Sports that play outside are likely to proceed, while volleyball and gymnastics, which are both indoor sports, may be affected by the requirements. There are between 700 and 900 students who participate in those sports, Murphy said.
A student’s learning status — remote or in-person — will not affect their ability to participate in sports, said Murphy.
Assemblyman Benjie Wimberly, who is also a high school football coach in Hackensack, said school sports had mental and emotional health benefits, as well as physical health benefits. Sen. Paul Sarlo said he is worried that if NJSIAA-sanctioned sports didn’t go ahead, other sports organizations that do not follow the same standards would try to take their place.
Wimberly concurred that there were sports organizations watching the NJSIAA and high school sports and waiting for them to “fold.”
Murphy said some school districts have already declared that they will not hold fall sports this year.
In an Aug. 14 letter to Montclair parents, Superintendent Jonathan Ponds said while the district awaited a decision from NJSIAA, fall sports would most likely be held.
Unlike high school sports, Murphy said, college sports see a lot of travel, including to parts of the country that may be seeing high rates of COVID-19.

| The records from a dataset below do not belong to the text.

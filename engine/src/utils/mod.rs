//! Small helpers shared across the asset pipeline

pub mod paths;
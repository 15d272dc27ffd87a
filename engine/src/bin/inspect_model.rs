//! CLI tool for inspecting how models load
//!
//! Usage: cargo run --bin inspect_model <asset_root> <model.obj>...
//!
//! If `<asset_root>/assets.json` exists it is used as the asset config.

use engine_assets::config::AssetConfig;
use engine_assets::graphics::{Mesh, Model};
use engine_assets::prelude::AssetStore;
use std::env;
use std::path::Path;
use std::process;

fn main() {
    engine_assets::init_logging();

    let args: Vec<String> = env::args().collect();
    if args.len() < 3 {
        eprintln!("Usage: {} <asset_root> <model.obj>...", args[0]);
        eprintln!("\nLoads each model through the asset cache and prints its meshes,");
        eprintln!("material ranges and bounding volume.");
        eprintln!("\nExample:");
        eprintln!("  {} game/assets models/crate.obj", args[0]);
        process::exit(1);
    }

    let config = load_config(Path::new(&args[1]));
    let store = AssetStore::new(config);
    let mut all_loaded = true;

    for key in &args[2..] {
        println!("=== {key} ===");
        match store.model(key) {
            Some(model) => print_model(&model),
            None => {
                eprintln!("✗ Failed to load model '{key}'");
                all_loaded = false;
            }
        }
    }

    println!("Textures alive: {}", store.textures.live_count());

    if !all_loaded {
        process::exit(1);
    }
}

fn load_config(asset_root: &Path) -> AssetConfig {
    let config_path = asset_root.join("assets.json");
    if !config_path.exists() {
        return AssetConfig::new(asset_root);
    }

    match AssetConfig::load_from_file(&config_path) {
        Ok(mut config) => {
            if config.asset_root.is_relative() {
                config.asset_root = asset_root.join(&config.asset_root);
            }
            config
        }
        Err(e) => {
            eprintln!("✗ Ignoring {}: {e}", config_path.display());
            AssetConfig::new(asset_root)
        }
    }
}

fn print_model(model: &Model) {
    println!("✓ Model loaded");
    println!("  Meshes: {}", model.meshes.len());
    println!("  Vertices: {}", model.vertex_count());
    println!("  Triangles: {}", model.triangle_count());
    println!("  Bounding radius: {:.4}", model.bounding_radius());
    println!("  Bounding box: {} .. {}", model.bounds.min, model.bounds.max);

    for mesh in &model.meshes {
        print_mesh(mesh);
    }
}

fn print_mesh(mesh: &Mesh) {
    println!(
        "  - {} ({} vertices, {} triangles, normals: {}, uvs: {})",
        mesh.name,
        mesh.vertex_count(),
        mesh.triangle_count(),
        !mesh.normals.is_empty(),
        !mesh.uvs.is_empty()
    );

    for range in &mesh.materials {
        let material = match &range.material {
            Some(material) => {
                let textured = if material.has_textures() { ", textured" } else { "" };
                format!("{}{textured}", material.name)
            }
            None => "<none>".to_string(),
        };
        println!(
            "      [{:>6}, {:>6})  {:>6} triangles  {material}",
            range.range.start,
            range.range.end,
            range.range.triangle_count()
        );
    }
}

On Monday, officials reported 316 new cases, compared to 585 cases reported on Friday.
However, the state subtracted another 300 cases, which were reported last week, from the overall total since they were determined to have been out-of-state cases. The lab handling those cases had assigned those numbers to New Jersey by mistake, Murphy said. The state total now stands at 187,767.
Officials reported four more deaths, down from 10 on Friday, bringing the state total to 14,077. The number of probable cases remains at 1,839.
The virus transmission rate has started to creep back up, and now stands at 1.03, up from 0.92 on Friday. The positivity rate of tests saw a slight increase from 1.63 percent to 1.65 percent.
Health Commissioner Judith Persichilli said that last week, officials saw an increase in the number of cases in which the case could not be tied to a particular county. It was determined, she said, that one of the reporting labs made an error when it was sending data to New Jersey, and those cases were actually from non-New Jersey residents. Those cases have been removed from the count.
On Sunday, hospitals reported 472 hospitalizations, including 91 critical care patients and 38 ventilators in use. By comparison, on Thursday, hospitals reported 514 hospitalizations, 91 critical care patients and 35 ventilators in use.
Essex County officials reported two new cases on Monday now totaling 19,757. The number of deaths was revised downward from 1,857 on Sunday to 1,852 on Monday.
Montclair health officials reported that the number of cases on Sunday remained at 486 cases and 54 deaths.